"Flooding last week in Germany, Denmark and Holland has become a cause celebre for the climate doomsters.
‘We have to make the state more climate-proof,’ one official said in response to Germany’s floods.
Ursula von der Leyen, the president of the European Commission, was among several others who made the connection. ‘It shows the urgency to act,’ she said.
Such flooding is not new, of course. There are many examples from the past, see here and here.
But climate alarmists are wont to seize on any out-of-the-ordinary event as proof of climate change and therefore the urgent need to act.
As the Telegraph’s Charles Moore wrote last week: ‘The demand to do something big, now, at once, is a hustler’s trick.’
Unfortunately for the climate doomsayers, their argument (such as it is) works the other way.
In his 2005 article Is there a basis for global warming alarm?
Professor Richard Lindzen wrote:
‘That the promotion of alarm [about extreme weather events] does not follow from the science, is clearly illustrated by the following example.
‘According to any textbook on dynamic meteorology, one may reasonably conclude that in a warmer world, extra-tropical storminess and weather variability will actually decrease.
The reasoning is as follows.
Judging by historical climate change, changes are greater in high latitudes than in the tropics.
Thus, in a warmer world, we would expect that the temperature difference between high and low latitudes would diminish.
... it is precisely this difference that gives rise to extratropical large-scale weather disturbances.
... when in Boston on a winter day we experience unusual warmth, it is because the wind is blowing from the south.
... when we experience unusual cold, it is generally because the wind is blowing from the north.
The possible extent of these extremes is, not surprisingly, determined by how warm low latitudes are and how cold high latitudes are.
Given that we expect that high latitudes will warm much more than low latitudes in a warmer climate, the difference is expected to diminish, leading to less variance.
‘Nevertheless, we are told by advocates and the media that exactly the opposite is the case, and that, moreover, the models predict this (which, to their credit, they do not) . . .
Clearly more storms and greater extremes are regarded as more alarming than the opposite.
Thus, the opposite of our current understanding is invoked in order to promote public concern.’
Professor Lindzen has more understanding of atmospheric physics than the entire army of so-called climate experts.
Just to remind readers, some of the very worst weather occurred during the 15th to 19th centuries during what is called the Little Ice Age.
To get a wider historical picture, we are living in an inter-glacial period which began perhaps some 18,000 years ago.
Most such inter-glacials last about 18,000-20,000 years, so we are approaching the end of ours.
It is worth reflecting that the whole of human history (as opposed to pre-history) has taken place within this interglacial period.
Most of this was during the last 7,000-8,000 years during a particularly warm period known as the Holocene, when farming began, and the Bronze Age and Iron Age developed.

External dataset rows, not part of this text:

//! taskpools - differentiated thread pools for service workloads
//!
//! Work is routed to one of three pools, each built from the same
//! declarative settings but tuned for a workload class:
//!
//! - **general** (`default-task`): base sizes, saturated submissions run on
//!   the caller's thread;
//! - **I/O** (`io-task`): doubled sizes, saturation is logged and then run on
//!   the caller's thread;
//! - **CPU** (`cpu-task`): one core thread per logical CPU, saturated
//!   submissions fail fast with [`Error::Saturated`].
//!
//! A fixed-size scheduled pool handles delayed and periodic jobs.
//!
//! # Quick Start
//!
//! ```no_run
//! use taskpools::prelude::*;
//!
//! let runtime = Runtime::new(ThreadPoolSettings::default())?;
//! let dispatcher = runtime.dispatcher();
//!
//! let sum = dispatcher.submit_cpu(|| (0..1_000u64).sum::<u64>())?;
//! let body = dispatcher.submit_io(|| std::fs::read_to_string("/etc/hostname"))?;
//!
//! assert_eq!(sum.join()?, 499_500);
//! let _ = body.join()?;
//!
//! runtime.shutdown();
//! # Ok::<(), taskpools::Error>(())
//! ```
//!
//! Settings can also come from a TOML document or the environment, see
//! [`config`].

#![warn(missing_debug_implementations)]

pub mod config;
pub mod dispatcher;
pub mod error;
pub mod executor;
pub mod messages;
pub mod prelude;
pub mod provisioner;
pub mod runtime;
pub mod telemetry;

pub use config::{PoolConfig, SettingsBuilder, ThreadPoolSettings};
pub use dispatcher::{PoolKind, TaskDispatcher};
pub use error::{Error, Result};
pub use executor::{OverflowPolicy, PeriodicHandle, ScheduledPool, TaskHandle, TaskId, ThreadPool};
pub use messages::{MessageCatalog, MessageSource};
pub use provisioner::{PoolProvisioner, PoolSet};
pub use runtime::Runtime;
pub use telemetry::PoolStats;
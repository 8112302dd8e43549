//! Task execution infrastructure.
//!
//! This module provides the bounded [`ThreadPool`], the delayed/periodic
//! [`ScheduledPool`], task handles and the overflow policies.

pub mod overflow;
pub mod panic;
pub mod scheduled;
pub mod task;
pub mod thread_pool;
mod worker;

pub use overflow::OverflowPolicy;
pub use panic::PanicInfo;
pub use scheduled::{PeriodicHandle, ScheduledPool};
pub use task::{TaskHandle, TaskId};
pub use thread_pool::ThreadPool;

There have been other warm periods such as the Minoan, the Roman and the Medieval;
in each case they coincided with the flourishing of civilisations,
whereas the colder periods coincided with their waning or collapse
– eg the Dark Ages after the fall of the Roman Empire.
If, for whatever cause (none due to human activity) a Big Ice Age were to begin
– and they can do so surprisingly quickly –
we will need to wait 80,000 years for the next inter-glacial.
Meanwhile the UK, much of north America and northern Asia, New Zealand, south Australia and the southern part of South America would be enveloped in a mile-deep sheet of ice.
Due to the cold, carbon dioxide levels would fall so low that even plants outside the ice sheets would die.
Life on earth might never recover.
So choose: warming which has always been overall beneficial, or cooling which might end all life on earth."